Sunday, August 17, 2014

12. laurene's tale

by emily de villaincourt

illustrated by danny delacroix

editorial consultant: Prof. Dan Leo

click here for previous chapter

click here to begin the 14th princess





laurene had asked toni - in the most casual, if you can do it, if you can't it's no big deal, way - to see if she could score a little bit of dope for her in the village.

laurene was being truthful in a way - she did not really care that much if toni got her any dope.

enlisting toni as an accomplice was part of a larger plan of laurene's - to escape.

under her affectedly languid and giddy exterior laurene was as determined as any of the girls to escape.

she heard voices in the corridor.

it must be toni, she thought.

***


laurene turned her head and listened more intently.

yes, that was toni's voice, talking in the corridor to the guard she was relieving.

who else would it have been? laurene waited for toni to knock.

laurene found it amusing that the guards were so polite. always knocking before they entered a room.

the guards did not carry guns, just sticks. and in the months the princesses had been in the school, she had never seen any indication that any of them had ever even used the sticks on anybody.

were there even any guns in the school? laurene felt that there probably were not. although you never knew.

surely some - maybe quite a few - of the guards were familiar with guns and had used them during the late hostilities.

as some of the princesses themselves had.

like laurene.

***


laurene's pedigree as a "princess" was one of the shortest of any of the girls.

but she had also been one of the richest. maybe the richest (depending, of course, on how "rich" was defined).

and she had just been ready to inherit a lot of the wealth in her own name when the war broke out.

might things have turned differently for her if the war had been postponed a bit longer?

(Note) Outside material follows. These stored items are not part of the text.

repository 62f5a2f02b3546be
use crate::command::CommandError;
use crate::value::{HostFault, Value};
use compact_str::{format_compact, ToCompactString};
use std::error::Error;
use thiserror::Error;

#[derive(Debug, Error)]
pub enum RunError {
    #[error("{source}")]
    Uncaught {
        line: u32,
        #[source]
        source: CommandError,
    },
}

impl RunError {
    pub fn line(&self) -> u32 {
        match self {
            RunError::Uncaught { line, .. } => *line,
        }
    }

    pub fn code(&self) -> &'static str {
        match self {
            RunError::Uncaught { source, .. } => source.code(),
        }
    }

    /// The error as a displayable value, with its cause chain as the trace.
    pub fn fault(&self) -> Value {
        let mut trace = vec![format_compact!("    at line {}", self.line())];
        let mut cause = self.source().and_then(|source| source.source());
        while let Some(error) = cause {
            trace.push(format_compact!("    caused by: {error}"));
            cause = error.source();
        }
        Value::Fault(HostFault {
            message: self.to_compact_string(),
            trace,
        })
    }
}
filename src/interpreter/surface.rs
/// Line-oriented sink for everything the interpreter displays.
pub trait DisplaySurface {
    fn writeln(&mut self, text: &str);
}

pub struct StdioSurface;

impl DisplaySurface for StdioSurface {
    fn writeln(&mut self, text: &str) {
        println!("{text}");
    }
}

#[derive(Debug, Default)]
pub struct BufferedSurface {
    buffer: String,
}

impl BufferedSurface {
    pub fn new() -> Self {
        Self {
            buffer: String::new(),
        }
    }

    pub fn data(&self) -> &str {
        &self.buffer
    }

    pub fn into_data(self) -> String {
        self.buffer
    }
}

impl DisplaySurface for BufferedSurface {
    fn writeln(&mut self, text: &str) {
        self.buffer.push_str(text);
        self.buffer.push('\n');
    }
}
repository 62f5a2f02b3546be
use std::ops::Range;
use std::rc::Rc;

pub const COMMENT_MARKER: char = ';';

/// Splits `source` into cleaned command lines.
///
/// Comments and surrounding whitespace are removed, but blank lines stay so
/// that the position of each line is its line number. A trailing blank line
/// left by a final line break is dropped.
pub fn load(source: &str) -> Vec<&str> {
    let mut lines: Vec<&str> = source.split('\n').map(clean).collect();
    if lines.last().is_some_and(|line| line.is_empty()) {
        lines.pop();
    }
    lines
}

pub fn clean(line: &str) -> &str {
    let code = match line.split_once(COMMENT_MARKER) {
        Some((code, _)) => code,
        None => line,
    };
    code.trim()
}

/// Byte ranges of the raw source lines, for pointing diagnostics at a line.
#[derive(Debug, Clone)]
pub struct LineBreaks {
    line_breaks: Rc<[Range<usize>]>,
}

impl LineBreaks {
    pub fn new(text: &str) -> Self {
        let mut line_breaks = Vec::new();
        let mut cursor = 0;
        for (offset, byte) in text.bytes().enumerate() {
            if byte == b'\n' {
                line_breaks.push(cursor..offset);
                cursor = offset + 1;
            }
        }
        if cursor < text.len() || text.is_empty() {
            line_breaks.push(cursor..text.len());
        }
        Self {
            line_breaks: line_breaks.into(),
        }
    }

    pub fn get_max_line(&self) -> u32 {
        self.line_breaks.len() as u32
    }

    /// Range of the 1-indexed `line`, without its line break.
    pub fn get_line_range(&self, line: u32) -> Option<Range<usize>> {
        let index = (line as usize).checked_sub(1)?;
        self.line_breaks.get(index).cloned()
    }
}
use super::focus::{Focus, FocusItem};
use super::surface::DisplaySurface;
use super::RunOptions;
use crate::value::formatter::{self, BasicFormatter, ValueFormatter};
use crate::value::{LanguageError, Value};

/// State of a single run. Commands read and mutate it through `&mut`.
pub struct Context<'s> {
    outputs: Vec<Value>,
    options: RunOptions,
    focus: Focus,
    line: u32,
    stop: bool,
    surface: &'s mut dyn DisplaySurface,
    formatter: Box<dyn ValueFormatter>,
}

impl<'s> Context<'s> {
    pub fn new(options: RunOptions, input: Value, surface: &'s mut dyn DisplaySurface) -> Self {
        let formatter = options.display.formatter();
        Self {
            outputs: Vec::new(),
            options,
            focus: Focus::new(input),
            line: 0,
            stop: false,
            surface,
            formatter,
        }
    }

    pub fn outputs(&self) -> &[Value] {
        &self.outputs
    }

    pub fn options(&self) -> &RunOptions {
        &self.options
    }

    pub fn focus(&self) -> &[FocusItem] {
        self.focus.items()
    }

    pub fn focus_mut(&mut self) -> &mut [FocusItem] {
        self.focus.items_mut()
    }

    /// The whole focus as a list of working-bearing values.
    pub fn focus_value(&self) -> Value {
        self.focus.to_value()
    }

    pub fn line(&self) -> u32 {
        self.line
    }

    pub fn is_stopped(&self) -> bool {
        self.stop
    }

    /// Ends the run once the current line has finished.
    pub fn stop(&mut self) {
        self.stop = true;
    }

    /// Records `value` and shows it unless the run is silent.
    pub fn output(&mut self, value: Value) {
        if !self.options.silent {
            let text = self.formatter.format(&value, self.line);
            self.surface.writeln(&text);
        }
        self.outputs.push(value);
    }

    pub fn pprint(&mut self, value: &Value) {
        let text = self.formatter.format(value, self.line);
        self.surface.writeln(&text);
    }

    pub fn pretty(&self, value: &Value) -> String {
        formatter::pretty(value, self.line)
    }

    pub fn format(&self, template: &str, substitutions: &[Value]) -> String {
        formatter::format(template, substitutions, &BasicFormatter, self.line)
    }

    pub fn error(&self, template: &str, substitutions: &[Value]) -> Value {
        Value::Error(LanguageError::new(template, substitutions, self.line))
    }

    pub(super) fn advance_line(&mut self) -> u32 {
        self.line += 1;
        self.line
    }

    pub(super) fn output_focus(&mut self) {
        let focus = self.focus_value();
        self.output(focus);
    }

    pub(super) fn into_outputs(self) -> Vec<Value> {
        self.outputs
    }
}

impl std::fmt::Debug for Context<'_> {
    fn fmt(&self, f: &mut std::fmt::Formatter<'_>) -> std::fmt::Result {
        f.debug_struct("Context")
            .field("outputs", &self.outputs)
            .field("options", &self.options)
            .field("focus", &self.focus)
            .field("line", &self.line)
            .field("stop", &self.stop)
            .finish_non_exhaustive()
    }
}
//! Error types for calls against the authentication server.
//!
//! Key design decisions:
//! - HTTP status codes stored directly (not parsed from strings)
//! - Server-provided messages kept verbatim so they can be shown as-is
//! - Every variant names the operation it came from
//! - `#[track_caller]` for automatic location capture

use crate::auth_client::Operation;

use common::{ErrorLocation, HttpStatusCode};

use std::panic::Location;

use thiserror::Error as ThisError;

#[derive(Debug, ThisError)]
pub enum AuthClientError {
    /// Non-2xx answer. `message` is the raw body for register/login and the
    /// JSON `message` field for the admin endpoints (empty when absent).
    #[error("Server rejected {operation}: HTTP {status_code} - {message} {location}")]
    Rejected {
        operation: Operation,
        status_code: HttpStatusCode,
        message: String,
        location: ErrorLocation,
    },

    #[error("Network error during {operation}: {message} {location}")]
    Network {
        operation: Operation,
        message: String,
        is_timeout: bool,
        is_connection: bool,
        location: ErrorLocation,
    },

    /// 2xx answer whose body could not be understood.
    #[error("Unexpected response to {operation}: {message} {location}")]
    Response {
        operation: Operation,
        message: String,
        location: ErrorLocation,
    },

    #[error("URL Parse Error: {message} {location}")]
    UrlParse {
        message: String,
        location: ErrorLocation,
    },

    #[error("HTTP Client Error: {message} {location}")]
    Client {
        message: String,
        location: ErrorLocation,
    },
}

impl AuthClientError {
    #[track_caller]
    pub fn rejected(operation: Operation, status_code: u16, message: impl Into<String>) -> Self {
        AuthClientError::Rejected {
            operation,
            status_code: HttpStatusCode(status_code),
            message: message.into(),
            location: ErrorLocation::from(Location::caller()),
        }
    }

    #[track_caller]
    pub fn response(operation: Operation, message: impl Into<String>) -> Self {
        AuthClientError::Response {
            operation,
            message: message.into(),
            location: ErrorLocation::from(Location::caller()),
        }
    }

    /// Create from reqwest error with proper categorization.
    #[track_caller]
    pub fn from_reqwest(operation: Operation, error: &reqwest::Error) -> Self {
        // Check for specific error types BEFORE converting to string
        let is_timeout = error.is_timeout();
        let is_connection = error.is_connect();

        if error.is_decode() {
            return AuthClientError::Response {
                operation,
                message: error.to_string(),
                location: ErrorLocation::from(Location::caller()),
            };
        }

        AuthClientError::Network {
            operation,
            message: error.to_string(),
            is_timeout,
            is_connection,
            location: ErrorLocation::from(Location::caller()),
        }
    }

    pub fn operation(&self) -> Option<Operation> {
        match self {
            AuthClientError::Rejected { operation, .. }
            | AuthClientError::Network { operation, .. }
            | AuthClientError::Response { operation, .. } => Some(*operation),
            AuthClientError::UrlParse { .. } | AuthClientError::Client { .. } => None,
        }
    }

    /// The server's own explanation, when it sent a non-empty one.
    pub fn server_message(&self) -> Option<&str> {
        match self {
            AuthClientError::Rejected { message, .. } if !message.is_empty() => Some(message),
            _ => None,
        }
    }

    pub fn status_code(&self) -> Option<u16> {
        match self {
            AuthClientError::Rejected { status_code, .. } => Some(status_code.0),
            _ => None,
        }
    }

    /// Get error category for log lines.
    pub fn error_category(&self) -> &'static str {
        match self {
            AuthClientError::Rejected { status_code, .. } if status_code.is_auth_rejection() => {
                "unauthorized"
            }
            AuthClientError::Rejected { status_code, .. } if status_code.is_server_error() => {
                "server_error"
            }
            AuthClientError::Rejected { .. } => "rejected",
            AuthClientError::Network { is_timeout: true, .. } => "timeout",
            AuthClientError::Network { is_connection: true, .. } => "connection",
            AuthClientError::Network { .. } => "network",
            AuthClientError::Response { .. } => "response",
            AuthClientError::UrlParse { .. } => "url",
            AuthClientError::Client { .. } => "client",
        }
    }
}

impl From<url::ParseError> for AuthClientError {
    #[track_caller]
    fn from(error: url::ParseError) -> Self {
        AuthClientError::UrlParse {
            message: error.to_string(),
            location: ErrorLocation::from(Location::caller()),
        }
    }
}
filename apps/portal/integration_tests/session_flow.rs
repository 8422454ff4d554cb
use portal::app::build_portal;
use portal::console;
use portal::state::PortalState;

use portal_core::config::PortalConfig;
use portal_core::portal::Action;
use portal_core::storage::{MemoryStorage, Storage};
use portal_core::Route;

use serde_json::json;
use wiremock::matchers::{method, path};
use wiremock::{Mock, MockServer, ResponseTemplate};

fn config_for(server: &MockServer) -> PortalConfig {
    let mut config = PortalConfig::default();
    config.server.api_url = server.uri();
    config
}

async fn mock_login(server: &MockServer, token: &str) {
    Mock::given(method("POST"))
        .and(path("/login"))
        .respond_with(ResponseTemplate::new(200).set_body_json(json!({ "token": token })))
        .mount(server)
        .await;
}

/// **VALUE**: Actions sent through the state actor are applied in order and
/// the page snapshot follows them.
///
/// **WHY THIS MATTERS**: The console only ever sees the snapshot. If it lags
/// behind the actor, the visitor sees the wrong page after login.
///
/// **BUG THIS CATCHES**: Would catch the snapshot being refreshed before the
/// action finished, or commands being dropped by the actor.
#[tokio::test]
async fn given_state_actor_when_logging_in_then_page_snapshot_is_protected() {
    // GIVEN: A server issuing tokens and a portal inside the actor
    let server = MockServer::start().await;
    mock_login(&server, "abc.def.ghi").await;

    let storage: Box<dyn Storage> = Box::new(MemoryStorage::new());
    let portal = build_portal(&config_for(&server), storage, None).unwrap();
    let state = PortalState::spawn(portal);

    // WHEN: Filling the form and logging in
    for action in [
        Action::Navigate("/register".into()),
        Action::SetUsername("alice".into()),
        Action::SetPassword("pw".into()),
    ] {
        state.dispatch(action).await.unwrap();
    }
    let outcome = state.dispatch(Action::Login).await.unwrap();

    // THEN: No alert, and the snapshot shows Protected
    assert!(outcome.alerts.is_empty());
    assert_eq!(state.page().await.route, Route::Protected);
}

#[tokio::test]
async fn given_script_when_console_runs_then_prints_alerts_and_pages() {
    let server = MockServer::start().await;
    mock_login(&server, "abc.def.ghi").await;
    Mock::given(method("GET"))
        .and(path("/admin/dashboard"))
        .respond_with(ResponseTemplate::new(200).set_body_json(json!({
            "users": [{ "username": "bob", "role": "admin", "permissions": ["changeBackground"] }]
        })))
        .mount(&server)
        .await;

    let storage: Box<dyn Storage> = Box::new(MemoryStorage::new());
    let portal = build_portal(&config_for(&server), storage, None).unwrap();
    let state = PortalState::spawn(portal);

    let script = "go /register\nuser alice\npass pw\nlogin\nadmin\nfly\nquit\nlogout\n";
    let mut output = Vec::new();

    console::run(&state, script.as_bytes(), &mut output).await.unwrap();

    let printed = String::from_utf8(output).unwrap();
    assert!(printed.contains("Welcome"));
    assert!(printed.contains("Protected Page"));
    assert!(printed.contains("Username: bob, Role: admin, Permissions: changeBackground"));
    assert!(printed.contains("Unknown command 'fly'"));
    // Input after quit is never read
    assert_eq!(state.page().await.route, Route::Admin);
}

#[tokio::test]
async fn given_undecodable_token_when_saying_hello_through_console_then_session_ends() {
    let server = MockServer::start().await;
    mock_login(&server, "abc.def.ghi").await;

    let storage: Box<dyn Storage> = Box::new(MemoryStorage::new());
    let portal = build_portal(&config_for(&server), storage, Some("/register")).unwrap();
    let state = PortalState::spawn(portal);

    let script = "login\nhello\n";
    let mut output = Vec::new();

    console::run(&state, script.as_bytes(), &mut output).await.unwrap();

    let printed = String::from_utf8(output).unwrap();
    assert!(printed.contains("[alert] Your session is no longer valid"));
    assert_eq!(state.page().await.route, Route::RegisterLogin);
}
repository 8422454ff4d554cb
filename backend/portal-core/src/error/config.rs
use std::path::PathBuf;

use common::ErrorLocation;
use thiserror::Error;

#[derive(Debug, Error)]
pub enum ConfigError {
    #[error("Config Read Error: {path}: {source} {location}")]
    ReadError {
        location: ErrorLocation,
        path: PathBuf,
        #[source]
        source: std::io::Error,
    },

    #[error("Config Parse Error: {path}: {reason} {location}")]
    ParseError {
        location: ErrorLocation,
        path: PathBuf,
        reason: String,
    },

    #[error("Config Write Error: {path}: {source} {location}")]
    WriteError {
        location: ErrorLocation,
        path: PathBuf,
        #[source]
        source: std::io::Error,
    },

    #[error("Config Directory Not Found Error: {what} {location}")]
    DirectoryNotFound {
        location: ErrorLocation,
        what: String,
    },

    #[error("Config Serialization Error: {reason} {location}")]
    SerializeError {
        location: ErrorLocation,
        reason: String,
    },

    #[error("Config Validation Error: {reason} {location}")]
    ValidationError {
        location: ErrorLocation,
        reason: String,
    },

    #[error("Config Environment Error: {variable}: {reason} {location}")]
    EnvError {
        location: ErrorLocation,
        variable: String,
        reason: String,
    },
}
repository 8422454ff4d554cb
pub mod error_location;
pub mod redact_error;
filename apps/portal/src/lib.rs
// Library exports for testing
// The binary (main.rs) imports these as well

pub mod app;
pub mod cli;
pub mod console;
pub mod error;
pub mod logger;
pub mod state;

#[cfg(test)]
mod tests;
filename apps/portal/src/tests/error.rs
// Unit tests for error module

use crate::error::PortalAppError;

use portal_core::config::PortalConfig;
use portal_core::error::ConfigError;

/// **VALUE**: Errors serialize with their variant name and message.
///
/// **BUG THIS CATCHES**: Would catch if someone removes the `#[derive(Serialize)]`
/// or adds a field that cannot be serialized.
#[test]
fn given_portal_error_when_serialized_then_contains_variant_and_message() {
    // GIVEN: A command error
    let err = PortalAppError::command("Unknown command 'fly'");

    // WHEN: Serializing to JSON
    let json = serde_json::to_string(&err).unwrap();

    // THEN: Tagged with the variant, carrying the message and location
    assert!(json.contains("\"type\":\"Command\""), "got {json}");
    assert!(json.contains("Unknown command 'fly'"));
    assert!(json.contains("\"line\""));
}

#[test]
fn given_core_error_when_converted_then_becomes_core_variant_with_message() {
    let core: ConfigError = PortalConfig::from_toml_str("version = 9").unwrap_err();
    let core_message = core.to_string();

    let err = PortalAppError::from(core);

    match err {
        PortalAppError::Core { message, .. } => assert_eq!(message, core_message),
        other => panic!("expected Core error, got {other:?}"),
    }
}

#[test]
fn given_state_error_when_displayed_then_names_the_actor_problem() {
    let err = PortalAppError::state("State actor died");

    let text = err.to_string();

    assert!(text.starts_with("State Error: State actor died"));
    assert!(text.contains("error.rs"));
}
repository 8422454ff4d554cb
mod error_location;
mod http_status;
mod redacted_secret;
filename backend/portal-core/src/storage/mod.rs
//! Persistent key/value storage backing the session.
//!
//! Plays the part a browser's local storage plays for a web client: a flat
//! string map that survives restarts. Two keys are used, [`TOKEN_KEY`] and
//! [`USERS_KEY`].

pub mod file;
pub mod memory;

pub use file::FileStorage;
pub use memory::MemoryStorage;

use crate::error::StorageError;

/// Key holding the bearer token.
pub const TOKEN_KEY: &str = "token";

/// Key holding the JSON-serialized user list from the admin dashboard.
pub const USERS_KEY: &str = "users";

pub trait Storage: Send + Sync {
    fn get(&self, key: &str) -> Result<Option<String>, StorageError>;

    fn set(&mut self, key: &str, value: &str) -> Result<(), StorageError>;

    /// Removing an absent key is not an error.
    fn remove(&mut self, key: &str) -> Result<(), StorageError>;
}

impl<S: Storage + ?Sized> Storage for Box<S> {
    fn get(&self, key: &str) -> Result<Option<String>, StorageError> {
        (**self).get(key)
    }

    fn set(&mut self, key: &str, value: &str) -> Result<(), StorageError> {
        (**self).set(key, value)
    }

    fn remove(&mut self, key: &str) -> Result<(), StorageError> {
        (**self).remove(key)
    }
}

you never knew but probably not.

laurene's father had made his fortune patenting and manufacturing a control mechanism used in the missile guidance systems of six of the eight major players.


but not including the "orange" party of mustafa ali, who would outlast all the other players and declare himself the emperor sargon.

and sometimes laurene wondered if her father had really made his money with the "control mechanisms" or whether the "control mechanisms" existed at all and if there were not some other reality behind it all…

"control mechanisms" - the phrase had a soothing, brain-dulling sound to it...

or if money really existed at all - the money her father had purchased the title of prince with…

***


another bright boring day in the castle. the "clouds of war" were forming - had been since laurene could remember - but there were no actual clouds in the sky.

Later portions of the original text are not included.